From the first line to the last, write out the listing exactly.

DATA LISTING —
★ ★ ★ ★ ★ ★ ★
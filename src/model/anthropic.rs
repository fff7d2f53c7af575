use async_trait::async_trait;
use serde::{Deserialize, Serialize};
use tracing::{debug, warn};

use super::{http_client, ModelClient, ModelError, ModelReply, Prompt};
use crate::config::{AgentConfig, ConfigError};

const ANTHROPIC_BASE_URL: &str = "https://api.anthropic.com";
const ANTHROPIC_DEFAULT_MODEL: &str = "claude-3-5-haiku-latest";
const ANTHROPIC_VERSION: &str = "2023-06-01";

/// Client for the Anthropic Messages API.
pub struct AnthropicClient {
    client: reqwest::Client,
    api_key: String,
    base_url: String,
    model: String,
    max_tokens: u32,
    temperature: f32,
}

#[derive(Serialize)]
struct MessagesRequest<'a> {
    model: &'a str,
    max_tokens: u32,
    temperature: f32,
    system: &'a str,
    messages: [Message<'a>; 1],
}

#[derive(Serialize)]
struct Message<'a> {
    role: &'static str,
    content: &'a str,
}

#[derive(Deserialize)]
struct MessagesResponse {
    #[serde(default)]
    content: Vec<ContentBlock>,
}

#[derive(Deserialize)]
struct ContentBlock {
    #[serde(rename = "type")]
    kind: String,
    #[serde(default)]
    text: String,
}

#[derive(Deserialize)]
struct ErrorResponse {
    error: ErrorBody,
}

#[derive(Deserialize)]
struct ErrorBody {
    message: String,
}

impl AnthropicClient {
    pub fn new(
        api_key: &str,
        model: Option<&str>,
        base_url: Option<&str>,
        agent: &AgentConfig,
    ) -> Result<Self, ConfigError> {
        Ok(Self {
            client: http_client()?,
            api_key: api_key.to_string(),
            base_url: base_url
                .unwrap_or(ANTHROPIC_BASE_URL)
                .trim_end_matches('/')
                .to_string(),
            model: model.unwrap_or(ANTHROPIC_DEFAULT_MODEL).to_string(),
            max_tokens: agent.max_tokens,
            temperature: agent.temperature,
        })
    }
}

#[async_trait]
impl ModelClient for AnthropicClient {
    fn name(&self) -> &str {
        "Anthropic"
    }

    async fn invoke(&self, prompt: &Prompt) -> Result<ModelReply, ModelError> {
        let url = format!("{}/v1/messages", self.base_url);
        let body = MessagesRequest {
            model: &self.model,
            max_tokens: self.max_tokens,
            temperature: self.temperature,
            system: &prompt.system,
            messages: [Message {
                role: "user",
                content: &prompt.user,
            }],
        };

        debug!(model = %self.model, prompt_len = prompt.user.len(), "invoking Anthropic messages");

        let resp = self
            .client
            .post(&url)
            .header("x-api-key", &self.api_key)
            .header("anthropic-version", ANTHROPIC_VERSION)
            .json(&body)
            .send()
            .await?;

        let status = resp.status();
        if !status.is_success() {
            let error_text = resp.text().await.unwrap_or_default();
            let message = serde_json::from_str::<ErrorResponse>(&error_text)
                .map(|e| e.error.message)
                .unwrap_or(error_text);
            warn!(status = %status, error = %message, "Anthropic API error");
            return Err(ModelError::from_status(status, message));
        }

        let reply: MessagesResponse = resp
            .json()
            .await
            .map_err(|e| ModelError::Malformed(e.to_string()))?;

        let text: String = reply
            .content
            .into_iter()
            .filter(|block| block.kind == "text")
            .map(|block| block.text)
            .collect();

        if text.trim().is_empty() {
            return Err(ModelError::EmptyReply);
        }
        Ok(ModelReply::Text(text))
    }
}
★ ★ ★ ★ ★ ★ ★
RESULT OF THIS EXERCISE —
filename src/model/anthropic.rs
repository fff7d2f53c7af575
use async_trait::async_trait;
use serde::{Deserialize, Serialize};
use tracing::{debug, warn};

use super::{http_client, ModelClient, ModelError, ModelReply, Prompt};
use crate::config::{AgentConfig, ConfigError};

const ANTHROPIC_BASE_URL: &str = "https://api.anthropic.com";
const ANTHROPIC_DEFAULT_MODEL: &str = "claude-3-5-haiku-latest";
const ANTHROPIC_VERSION: &str = "2023-06-01";

/// Client for the Anthropic Messages API.
pub struct AnthropicClient {
    client: reqwest::Client,
    api_key: String,
    base_url: String,
    model: String,
    max_tokens: u32,
    temperature: f32,
}

#[derive(Serialize)]
struct MessagesRequest<'a> {
    model: &'a str,
    max_tokens: u32,
    temperature: f32,
    system: &'a str,
    messages: [Message<'a>; 1],
}

#[derive(Serialize)]
struct Message<'a> {
    role: &'static str,
    content: &'a str,
}

#[derive(Deserialize)]
struct MessagesResponse {
    #[serde(default)]
    content: Vec<ContentBlock>,
}

#[derive(Deserialize)]
struct ContentBlock {
    #[serde(rename = "type")]
    kind: String,
    #[serde(default)]
    text: String,
}

#[derive(Deserialize)]
struct ErrorResponse {
    error: ErrorBody,
}

#[derive(Deserialize)]
struct ErrorBody {
    message: String,
}

impl AnthropicClient {
    pub fn new(
        api_key: &str,
        model: Option<&str>,
        base_url: Option<&str>,
        agent: &AgentConfig,
    ) -> Result<Self, ConfigError> {
        Ok(Self {
            client: http_client()?,
            api_key: api_key.to_string(),
            base_url: base_url
                .unwrap_or(ANTHROPIC_BASE_URL)
                .trim_end_matches('/')
                .to_string(),
            model: model.unwrap_or(ANTHROPIC_DEFAULT_MODEL).to_string(),
            max_tokens: agent.max_tokens,
            temperature: agent.temperature,
        })
    }
}

#[async_trait]
impl ModelClient for AnthropicClient {
    fn name(&self) -> &str {
        "Anthropic"
    }

    async fn invoke(&self, prompt: &Prompt) -> Result<ModelReply, ModelError> {
        let url = format!("{}/v1/messages", self.base_url);
        let body = MessagesRequest {
            model: &self.model,
            max_tokens: self.max_tokens,
            temperature: self.temperature,
            system: &prompt.system,
            messages: [Message {
                role: "user",
                content: &prompt.user,
            }],
        };

        debug!(model = %self.model, prompt_len = prompt.user.len(), "invoking Anthropic messages");

        let resp = self
            .client
            .post(&url)
            .header("x-api-key", &self.api_key)
            .header("anthropic-version", ANTHROPIC_VERSION)
            .json(&body)
            .send()
            .await?;

        let status = resp.status();
        if !status.is_success() {
            let error_text = resp.text().await.unwrap_or_default();
            let message = serde_json::from_str::<ErrorResponse>(&error_text)
                .map(|e| e.error.message)
                .unwrap_or(error_text);
            warn!(status = %status, error = %message, "Anthropic API error");
            return Err(ModelError::from_status(status, message));
        }

        let reply: MessagesResponse = resp
            .json()
            .await
            .map_err(|e| ModelError::Malformed(e.to_string()))?;

        let text: String = reply
            .content
            .into_iter()
            .filter(|block| block.kind == "text")
            .map(|block| block.text)
            .collect();

        if text.trim().is_empty() {
            return Err(ModelError::EmptyReply);
        }
        Ok(ModelReply::Text(text))
    }
}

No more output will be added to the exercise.